There were no koans in Indian Buddhism. The Chinese mind invented koans to point to concretely experienced reality when and where it had come to be hidden by words or representations. The koan starts with a question put at the level of cognition, “what is the meaning of …?” The reply is designed to stop the inquirer in their tracks, as it is formulated in a different type of language, that of observation, rather than that of discursive thought. There is a temptation to take the answer as poetry, and look for a symbolic meaning. That would be looking for an epistemological “what.” The absence of the verb “to be” should trigger a flash of intuition causing the monk to break through the cognitive mode, and see that the real is the actual, concretely experienced present, things as they are, with no meaning, or purpose. The oak tree in the front garden.
Magritte used art to produce a similar effect in his painting “Ceci n’est pas une pipe.” This is not a pipe, it is the representation of a pipe. Note that Magritte still uses the verb “to be,” a loaded word in Western philosophy, while Joshu only juxtaposes the oak tree and the front garden. Remember when you told your toddler, pointing to images on a book, “this is a cow,” or “this is a horse” … Well, you were lying, weren’t you? Worry not, though. Learning the names of things is one step on the way. No one can get from what has been called unenlightened non-duality – the early undifferentiated consciousness of the baby – in one single leap to enlightened non-duality – the awakened mind. As a child and young adult, one does need to learn duality, and at first it will be non-enlightened duality – basically everything one learns at school – and later it may become enlightened duality – if one reads philosophy or follows a spiritual practice. Though insights into non-duality may take place at any time, it takes practice to actually accept non-duality as the standpoint of everyday life, especially since, as Nishida said, “Pure experience includes thinking.” (Nishida Kitaro, An Inquiry into the Good, 17) That is, non-duality includes duality.
Nishida was a follower of Rinzai Zen, a school known for its systematic use of koans to lead its practitioners to awakening. Michiko Yusa tells us that Nishida worked on the koan “Joshu and the Dog” from his very first sesshin. It goes like this: “Someone asked Master Joshu whether the dog has a Buddha nature. To this, Joshu replied, “Mu” (it has not). On another occasion, to the same question Joshu answered, “U” (it has).” Yusa explains: “The discursive question of whether the dog has a Buddha nature presupposes a dichotomy between subject and object; thus, it does not touch the vitally living reality, whether it is a dog’s or a person’s.

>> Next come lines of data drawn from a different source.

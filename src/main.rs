// src/main.rs

use anyhow::Result;
use clap::Parser;
use railyard::cli::Cli;
use railyard::commands;

fn main() -> Result<()> {
    // Usage errors exit 1; --help and --version still exit 0
    let cli = match Cli::try_parse() {
        Ok(cli) => cli,
        Err(e) => {
            let code = if e.use_stderr() { 1 } else { 0 };
            let _ = e.print();
            std::process::exit(code);
        }
    };

    // RUST_LOG wins; otherwise the -d/-v flags pick the level
    let default_level = if cli.debug > 1 {
        "trace"
    } else if cli.debug > 0 {
        "debug"
    } else if cli.verbose > 0 {
        "info"
    } else {
        "warn"
    };
    tracing_subscriber::fmt()
        .with_env_filter(
            tracing_subscriber::EnvFilter::try_from_default_env()
                .unwrap_or_else(|_| tracing_subscriber::EnvFilter::new(default_level)),
        )
        .with_writer(std::io::stderr)
        .init();

    commands::run(cli)
}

Actual vibrant reality is before “it has” and “it has not.” (Michiko Yusa, Zen and Philosophy – An Intellectual Biography of Nishida Kitaro, 69)

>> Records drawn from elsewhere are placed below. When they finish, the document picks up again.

// src/rebuild.rs

//! Database reconstruction from manifest files
//!
//! The manifests on disk are the durable record; the database is derived
//! state. `rebuild` drops the database and replays every manifest in
//! publication order (file mtime, then path), re-ingesting each package in
//! archive-only mode. With `--copy` the archive tree is first duplicated
//! to a new root and the fresh database is built there.

use crate::db::ReleaseDB;
use crate::error::Result;
use crate::ingest::PackageIngestor;
use crate::layout;
use crate::manifest::Manifest;
use crate::verify::Verifier;
use std::fs;
use std::path::{Path, PathBuf};
use std::time::SystemTime;
use tracing::{debug, info, warn};
use walkdir::WalkDir;

/// Options for a rebuild run
#[derive(Debug, Default)]
pub struct RebuildOptions {
    /// Duplicate the archive to this root and rebuild there
    pub copy: Option<PathBuf>,
    /// Run the verifier after rebuilding
    pub verify: bool,
    /// Skip the rebuild when the database opens cleanly
    pub if_needed: bool,
}

/// Rebuild the database at `db_path` for the archive.
///
/// Returns verifier findings when `verify` was requested, otherwise an
/// empty list. The caller holds the archive lock.
pub fn rebuild(
    archive: &Path,
    db_path: &Path,
    project: &str,
    opts: &RebuildOptions,
) -> Result<Vec<String>> {
    if opts.if_needed && db_path.exists() && ReleaseDB::open(db_path).is_ok() {
        info!("Database opens cleanly, rebuild not needed");
        return Ok(Vec::new());
    }

    let (archive, db_path) = match &opts.copy {
        Some(new_root) => {
            copy_archive(archive, new_root)?;
            let file = db_path
                .file_name()
                .map(PathBuf::from)
                .unwrap_or_else(|| PathBuf::from(".release.db"));
            (new_root.clone(), new_root.join(file))
        }
        None => {
            match fs::remove_file(db_path) {
                Ok(()) => {}
                Err(e) if e.kind() == std::io::ErrorKind::NotFound => {}
                Err(e) => return Err(e.into()),
            }
            (archive.to_path_buf(), db_path.to_path_buf())
        }
    };

    let mut db = ReleaseDB::open(&db_path)?;
    let manifests = manifest_files(&archive)?;
    info!("Rebuilding from {} manifest files", manifests.len());

    for path in manifests {
        if let Err(e) = replay_manifest(&mut db, &archive, &path) {
            warn!("Skipping manifest {}: {}", path.display(), e);
        }
    }

    if opts.verify {
        let verifier = Verifier::new(&db, &archive, project);
        return verifier.check();
    }
    Ok(Vec::new())
}

/// Re-ingest one manifest: packages first, the release row last
fn replay_manifest(db: &mut ReleaseDB, archive: &Path, path: &Path) -> Result<()> {
    let manifest = Manifest::load_path(path)?;
    debug!(
        "Replaying {} (train {}, {} packages)",
        manifest.sequence(),
        manifest.train(),
        manifest.packages().len()
    );

    {
        let ingestor = PackageIngestor::new(db, archive, manifest.train(), false);
        for pkg in manifest.packages() {
            ingestor.ingest_archived(pkg)?;
        }
    }
    db.add_release(&manifest)?;
    Ok(())
}

/// Every manifest file across all trains, sorted by (mtime, path).
///
/// Trains are the top-level directories other than Packages; LATEST
/// symlinks, ChangeLog.txt and the Notes directory are not manifests.
fn manifest_files(archive: &Path) -> Result<Vec<PathBuf>> {
    let mut found: Vec<(SystemTime, PathBuf)> = Vec::new();

    for entry in fs::read_dir(archive)? {
        let entry = entry?;
        let name = entry.file_name().to_string_lossy().into_owned();
        if name == "Packages" || name == "trains.txt" || name.starts_with('.') {
            continue;
        }
        if !entry.file_type()?.is_dir() {
            continue;
        }

        for file in fs::read_dir(entry.path())? {
            let file = file?;
            let file_name = file.file_name().to_string_lossy().into_owned();
            if file_name == "LATEST" || file_name == "ChangeLog.txt" {
                continue;
            }
            if !file.file_type()?.is_file() {
                continue;
            }
            let mtime = file.metadata()?.modified()?;
            found.push((mtime, file.path()));
        }
    }

    found.sort();
    Ok(found.into_iter().map(|(_, path)| path).collect())
}

/// Duplicate the archive tree (skipping dotfiles) into a new root,
/// preserving symlinks
fn copy_archive(source: &Path, dest: &Path) -> Result<()> {
    info!("Copying archive {} to {}", source.display(), dest.display());
    fs::create_dir_all(dest)?;

    for entry in WalkDir::new(source).min_depth(1) {
        let entry = entry.map_err(std::io::Error::from)?;
        let name = entry.file_name().to_string_lossy();
        if name.starts_with('.') {
            continue;
        }
        let relative = entry
            .path()
            .strip_prefix(source)
            .expect("walkdir yields paths under its root");
        let target = dest.join(relative);

        let file_type = entry.file_type();
        if file_type.is_dir() {
            fs::create_dir_all(&target)?;
        } else if file_type.is_symlink() {
            let link = fs::read_link(entry.path())?;
            match fs::remove_file(&target) {
                Ok(()) => {}
                Err(e) if e.kind() == std::io::ErrorKind::NotFound => {}
                Err(e) => return Err(e.into()),
            }
            std::os::unix::fs::symlink(link, &target)?;
        } else {
            if let Some(parent) = target.parent() {
                fs::create_dir_all(parent)?;
            }
            fs::copy(entry.path(), &target)?;
        }
    }
    Ok(())
}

“A rational foundation for Zen.”
Nishida was told that he had “passed” his koan, but he felt disappointed. He obviously expected “awakening” to be something a bit more dramatic! For some, realising that one has confused the representation of reality with its actuality is quite a revelation. But for Nishida, it seems that the “problem” was elsewhere. As he saw Japan swamped by a tidal wave of Western concepts, abstract theories and ideologies, he was worried that the sort of intuitive breakthrough from the representation to actuality used in koans would no longer “work.” He is said to have “stated in his lectures that his aim was to establish “a rational foundation for Zen.’” (Robert E Carter, The Kyoto School, 14). He had this early conviction that objective thinking, no more than any other activity, was not the opposite of concrete experience, but was included in it. All humans use representations to get on with practical living, the Chinese and the Japanese, just as much as the Westerners … Anthropologists who have studied the cultures of foraging populations who cannot write, and know nothing of reason or objective thought, still have names to represent the things which matter to them. Using words is using abstract concepts, it is already living at a remove from the concrete. Names bring about “things,” arising from the indifferentiated “sensory muchness” of pure experience, as forms out of the formless nothingness. And Nishida wanted “to capture [the] standpoint from which everything emerges and to which it returns” (Nishida, “My Philosophical Path,” quoted by Yusa, Zen & Philosophy, 301) and articulate it in the philosophical terminology of the West.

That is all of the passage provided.